#### Assigned task
From the line with "if row.len() != periods.len()" through the line with "pub fn present_count(&self)", repeat the entries verbatim, both end lines included, and add nothing.

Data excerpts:
--------
//! Raw cohort × calendar-period observation matrix

use crate::error::{Result, VintageError};

/// Cumulative delinquency rates (percent) by origination cohort and calendar period.
///
/// Rows are cohorts, columns are periods. A cell is `None` when the period has not
/// been observed for that cohort (or does not apply). Immutable once built.
#[derive(Debug, Clone, PartialEq)]
pub struct ObservationMatrix {
    cohorts: Vec<String>,
    periods: Vec<String>,
    cells: Vec<Vec<Option<f64>>>,
}

impl ObservationMatrix {
    /// Build a matrix from period labels and `(cohort label, cells)` rows.
    ///
    /// Every row must carry exactly one cell per period.
    pub fn from_rows<I>(periods: Vec<String>, rows: I) -> Result<Self>
    where
        I: IntoIterator<Item = (String, Vec<Option<f64>>)>,
    {
        let mut cohorts = Vec::new();
        let mut cells = Vec::new();

        for (cohort, row) in rows {
            if row.len() != periods.len() {
                return Err(VintageError::ShapeMismatch {
                    cohort,
                    expected: periods.len(),
                    actual: row.len(),
                });
            }
            cohorts.push(cohort);
            cells.push(row);
        }

        Ok(Self { cohorts, periods, cells })
    }

    /// Cohort (row) labels in input order
    pub fn cohorts(&self) -> &[String] {
        &self.cohorts
    }

    /// Period (column) labels in input order
    pub fn periods(&self) -> &[String] {
        &self.periods
    }

    /// Cell at (row, column), `None` if absent or out of range
    pub fn value(&self, row: usize, col: usize) -> Option<f64> {
        self.cells.get(row).and_then(|r| r.get(col)).copied().flatten()
    }

    /// Iterate `(cohort, cells)` rows
    pub fn rows(&self) -> impl Iterator<Item = (&str, &[Option<f64>])> {
        self.cohorts
            .iter()
            .zip(&self.cells)
            .map(|(cohort, row)| (cohort.as_str(), row.as_slice()))
    }

    pub fn n_cohorts(&self) -> usize {
        self.cohorts.len()
    }

    pub fn n_periods(&self) -> usize {
        self.periods.len()
    }

    /// True when there are no rows or no columns
    pub fn is_empty(&self) -> bool {
        self.cohorts.is_empty() || self.periods.is_empty()
    }

    /// Number of present cells
    pub fn present_count(&self) -> usize {
        self.cells.iter().flatten().filter(|v| v.is_some()).count()
    }
}

#[cfg(test)]
mod tests {
    use super::*;

    fn periods() -> Vec<String> {
        vec!["2023-01".to_string(), "2023-02".to_string()]
    }

    #[test]
    fn test_from_rows() {
        let matrix = ObservationMatrix::from_rows(
            periods(),
            vec![
                ("2023-01".to_string(), vec![Some(1.0), Some(2.0)]),
                ("2023-02".to_string(), vec![None, Some(0.5)]),
            ],
        )
        .unwrap();

        assert_eq!(matrix.n_cohorts(), 2);
        assert_eq!(matrix.n_periods(), 2);
        assert_eq!(matrix.value(0, 1), Some(2.0));
        assert_eq!(matrix.value(1, 0), None);
        assert_eq!(matrix.value(5, 0), None);
        assert_eq!(matrix.present_count(), 3);
        assert!(!matrix.is_empty());
    }

    #[test]
    fn test_ragged_row_rejected() {
        let err = ObservationMatrix::from_rows(
            periods(),
            vec![("2023-01".to_string(), vec![Some(1.0)])],
        )
        .unwrap_err();

        assert_eq!(
            err,
            VintageError::ShapeMismatch {
                cohort: "2023-01".to_string(),
                expected: 2,
                actual: 1,
            }
        );
    }

    #[test]
    fn test_empty_matrix() {
        let no_rows = ObservationMatrix::from_rows(periods(), Vec::new()).unwrap();
        assert!(no_rows.is_empty());

        let no_cols =
            ObservationMatrix::from_rows(Vec::new(), vec![("2023-01".to_string(), Vec::new())])
                .unwrap();
        assert!(no_cols.is_empty());
    }
}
--------
#### Result below
            if row.len() != periods.len() {
                return Err(VintageError::ShapeMismatch {
                    cohort,
                    expected: periods.len(),
                    actual: row.len(),
                });
            }
            cohorts.push(cohort);
            cells.push(row);
        }

        Ok(Self { cohorts, periods, cells })
    }

    /// Cohort (row) labels in input order
    pub fn cohorts(&self) -> &[String] {
        &self.cohorts
    }

    /// Period (column) labels in input order
    pub fn periods(&self) -> &[String] {
        &self.periods
    }

    /// Cell at (row, column), `None` if absent or out of range
    pub fn value(&self, row: usize, col: usize) -> Option<f64> {
        self.cells.get(row).and_then(|r| r.get(col)).copied().flatten()
    }

    /// Iterate `(cohort, cells)` rows
    pub fn rows(&self) -> impl Iterator<Item = (&str, &[Option<f64>])> {
        self.cohorts
            .iter()
            .zip(&self.cells)
            .map(|(cohort, row)| (cohort.as_str(), row.as_slice()))
    }

    pub fn n_cohorts(&self) -> usize {
        self.cohorts.len()
    }

    pub fn n_periods(&self) -> usize {
        self.periods.len()
    }

    /// True when there are no rows or no columns
    pub fn is_empty(&self) -> bool {
        self.cohorts.is_empty() || self.periods.is_empty()
    }

    /// Number of present cells
    pub fn present_count(&self) -> usize {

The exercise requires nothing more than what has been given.